Run or reset indexers, skills, or documents

In Azure Cognitive Search, there are several ways to run an indexer:

This article explains how to run indexers on demand, with and without a reset. It also describes indexer execution, duration, and concurrency.

Indexer execution

You can run multiple indexers at one time, but each indexer itself is single-instance. Starting a new instance while the indexer is already in execution produces this error: "Failed to run indexer "<indexer name>" error: "Another indexer invocation is currently in progress; concurrent invocations are not allowed."

An indexer job runs in a managed execution environment. Currently, there are two environments. You can't control or configure which environment is used. Azure Cognitive Search determines the environment based on job composition and the ability of the service to move an indexer job onto a content processor (some security features block the multi-tenant environment).

Indexer execution environments include:

  • A private execution environment that runs on search nodes, specific to your search service.

  • A multi-tenant environment with content processors, managed and secured by Microsoft at no extra cost. This environment is used to offload computationally intensive processing, leaving service-specific resources available for routine operations. Whenever possible, most indexer jobs are executed in the multi-tenant environment.

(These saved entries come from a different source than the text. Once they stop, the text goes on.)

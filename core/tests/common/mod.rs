#![allow(dead_code)]

use std::sync::{Arc, Mutex};

use editor_core::engine::{RenderEngine, RenderSprite, SharedEngine, SharedSprite, TimeWindow};
use editor_core::error::CoreError;
use editor_core::model::{Clip, ClipKind, MediaSource, Project, Track, Transform};
use editor_core::EditorSession;
use uuid::Uuid;

pub struct MockSprite {
    pub window: TimeWindow,
    pub transform: Transform,
}

impl MockSprite {
    pub fn shared() -> SharedSprite {
        Arc::new(Mutex::new(MockSprite {
            window: TimeWindow::default(),
            transform: Transform::default(),
        }))
    }
}

impl RenderSprite for MockSprite {
    fn time_window(&self) -> TimeWindow {
        self.window
    }

    fn set_time_window(&mut self, window: TimeWindow) {
        self.window = window;
    }

    fn transform(&self) -> Transform {
        self.transform
    }

    fn set_transform(&mut self, transform: Transform) {
        self.transform = transform;
    }
}

#[derive(Default)]
pub struct MockEngine {
    pub sprites: Vec<SharedSprite>,
    pub play_calls: Vec<u64>,
    pub pause_calls: u32,
    pub preview_calls: Vec<u64>,
    pub output_streams: u32,
    pub fail_play: bool,
    pub fail_split: bool,
    pub fail_create: bool,
}

impl RenderEngine for MockEngine {
    fn create_sprite(&mut self, _source: &MediaSource) -> Result<SharedSprite, CoreError> {
        if self.fail_create {
            return Err(CoreError::Engine("create refused".to_string()));
        }
        let sprite = MockSprite::shared();
        self.sprites.push(sprite.clone());
        Ok(sprite)
    }

    fn remove_sprite(&mut self, sprite: &SharedSprite) -> Result<(), CoreError> {
        self.sprites.retain(|s| !Arc::ptr_eq(s, sprite));
        Ok(())
    }

    fn split_sprite(
        &mut self,
        sprite: &SharedSprite,
        _source_offset_us: u64,
    ) -> Result<(SharedSprite, SharedSprite), CoreError> {
        if self.fail_split {
            return Err(CoreError::Engine("split unsupported".to_string()));
        }
        self.sprites.retain(|s| !Arc::ptr_eq(s, sprite));
        let left = MockSprite::shared();
        let right = MockSprite::shared();
        self.sprites.push(left.clone());
        self.sprites.push(right.clone());
        Ok((left, right))
    }

    fn play(&mut self, start_us: u64) -> Result<(), CoreError> {
        if self.fail_play {
            return Err(CoreError::Engine("play failed".to_string()));
        }
        self.play_calls.push(start_us);
        Ok(())
    }

    fn pause(&mut self) -> Result<(), CoreError> {
        self.pause_calls += 1;
        Ok(())
    }

    fn preview_frame(&mut self, position_us: u64) -> Result<(), CoreError> {
        self.preview_calls.push(position_us);
        Ok(())
    }

    fn create_output_stream(&mut self) -> Result<(), CoreError> {
        self.output_streams += 1;
        Ok(())
    }
}

pub fn mock_engine() -> (Arc<Mutex<MockEngine>>, SharedEngine) {
    let engine = Arc::new(Mutex::new(MockEngine::default()));
    let shared: SharedEngine = engine.clone();
    (engine, shared)
}

pub fn video_clip(start_ms: u64, duration_ms: u64) -> Clip {
    Clip::create_video(
        "file:///media/demo.mp4",
        "demo.mp4",
        start_ms,
        duration_ms,
        Some(600_000),
    )
}

/// Session with one video track and one imported clip per `(start, duration)`
/// pair, so every clip has a registered sprite mapping.
pub fn session_with_clips(
    clips: &[(u64, u64)],
) -> (EditorSession, Arc<Mutex<MockEngine>>, Uuid, Vec<Uuid>) {
    let (engine, shared) = mock_engine();
    let mut project = Project::new("Test Project");
    let track = Track::new("Video 1", ClipKind::Video);
    let track_id = track.id;
    project.add_track(track);
    let session = EditorSession::new(project, shared);
    let mut clip_ids = Vec::new();
    for (start_ms, duration_ms) in clips {
        let clip = video_clip(*start_ms, *duration_ms);
        let id = session
            .edit()
            .import_clip(track_id, clip)
            .expect("Failed to import clip");
        clip_ids.push(id);
    }
    (session, engine, track_id, clip_ids)
}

Indexer limits vary for each environment:

Workload Maximum duration Maximum jobs Execution environment
Private execution 24 hours One indexer job per search unit 1. Indexing doesn't run in the background. Instead, the search service will balance all indexing jobs against ongoing queries and object management actions (such as creating or updating indexes). When running indexers, you should expect to see some query latency if indexing volumes are large.
Multi-tenant 2 hours 2 Indeterminate 3 Because the content processing cluster is multi-tenant, nodes are added to meet demand. If you experience a delay in on-demand or scheduled execution, it's probably because the system is either adding nodes or waiting for one to become available.

1 Search units can be flexible combinations of partitions and replicas, but indexer jobs aren't tied to one or the other. In other words, if you have 12 units, you can have 12 indexer jobs running concurrently in private execution, no matter how the search units are deployed.

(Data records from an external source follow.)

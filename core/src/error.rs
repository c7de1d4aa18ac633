use thiserror::Error;
use uuid::Uuid;

#[derive(Error, Debug)]
pub enum CoreError {
    #[error("Validation error: {0}")]
    Validation(String),
    #[error("No sprite registered for clip {0}")]
    MissingMapping(Uuid),
    #[error("Render engine error: {0}")]
    Engine(String),
    #[error("Playback error: {0}")]
    Playback(String),
    #[error("Export already in progress")]
    ExportInProgress,
    #[error("Project error: {0}")]
    Project(String),
    #[error("JSON parsing error: {0}")]
    Json(#[from] serde_json::Error),
    #[error("Runtime error: {0}")]
    Runtime(String),
}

2 If more than two hours are needed to process all of the data, enable change detection and schedule the indexer to run at two hour intervals. See Indexing a large data set for more strategies.

3 "Indeterminate" means that the limit isn't quantified by the number of jobs. Some workloads, such as skillset processing, can run in parallel which could result in many jobs even though only one indexer is involved. Although the environment doesn't impose constraints, indexer limits for your search service still apply.

Run without reset

A Run Indexer operation will detect and process only what it necessary to synchronize the search index with changes in the underlying data source. Incremental indexing starts by locating an internal high-water mark to find the last updated search document, which becomes the starting point for indexer execution over new and updated documents in the data source.

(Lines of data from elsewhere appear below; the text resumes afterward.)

//! Collaborator contracts for the render engine. The engine itself (frame
//! decode/compose/encode) lives outside this crate; the core only drives
//! these trait surfaces.

use std::sync::{Arc, Mutex};

use serde::{Deserialize, Serialize};
use uuid::Uuid;

use crate::error::CoreError;
use crate::model::clip::{MediaSource, Transform};

/// Registry-assigned sprite identifier. Sprites have no native stable id;
/// the mapping registry hands one out on first registration.
#[derive(Serialize, Deserialize, Clone, Copy, PartialEq, Eq, Hash, Debug)]
pub struct SpriteId(Uuid);

impl SpriteId {
    pub fn new() -> Self {
        Self(Uuid::new_v4())
    }
}

impl Default for SpriteId {
    fn default() -> Self {
        Self::new()
    }
}

impl std::fmt::Display for SpriteId {
    fn fmt(&self, f: &mut std::fmt::Formatter<'_>) -> std::fmt::Result {
        write!(f, "{}", self.0)
    }
}

/// Time window of a sprite on the render timeline, in microseconds.
#[derive(Serialize, Deserialize, Clone, Copy, PartialEq, Eq, Debug, Default)]
pub struct TimeWindow {
    pub offset_us: u64,
    pub duration_us: u64,
}

/// One visible/audible element owned by the render engine. The core only
/// touches the time window and transform it is permitted to mutate.
pub trait RenderSprite: Send {
    fn time_window(&self) -> TimeWindow;
    fn set_time_window(&mut self, window: TimeWindow);
    fn transform(&self) -> Transform;
    fn set_transform(&mut self, transform: Transform);
}

pub type SharedSprite = Arc<Mutex<dyn RenderSprite>>;

pub trait RenderEngine: Send {
    fn create_sprite(&mut self, source: &MediaSource) -> Result<SharedSprite, CoreError>;

    fn remove_sprite(&mut self, sprite: &SharedSprite) -> Result<(), CoreError>;

    /// Splits the sprite's source at a source-relative microsecond offset,
    /// producing two new sprites. The original handle is consumed.
    fn split_sprite(
        &mut self,
        sprite: &SharedSprite,
        source_offset_us: u64,
    ) -> Result<(SharedSprite, SharedSprite), CoreError>;

    fn play(&mut self, start_us: u64) -> Result<(), CoreError>;

    fn pause(&mut self) -> Result<(), CoreError>;

    fn preview_frame(&mut self, position_us: u64) -> Result<(), CoreError>;

    fn create_output_stream(&mut self) -> Result<(), CoreError>;
}

pub type SharedEngine = Arc<Mutex<dyn RenderEngine>>;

Change detection is essential for determining what's new or updated in the data source. Indexers use the change detection capabilities of the underlying data source to determine what's new or updated in the data source.

  • Azure Storage has built-in change detection through its LastModified property.

  • Other data sources, such as Azure SQL or Azure Cosmos DB, have to be configured for change detection before the indexer can read new and updated rows.

If the underlying content is unchanged, a run operation has no effect. In this case, indexer execution history will indicate 0\0 documents processed.

You'll need to reset the indexer, as explained in the next section, to reprocess in full.

Resetting indexers

After the initial run, an indexer keeps track of which search documents have been indexed through an internal high-water mark. The marker is never exposed, but internally the indexer knows where it last stopped.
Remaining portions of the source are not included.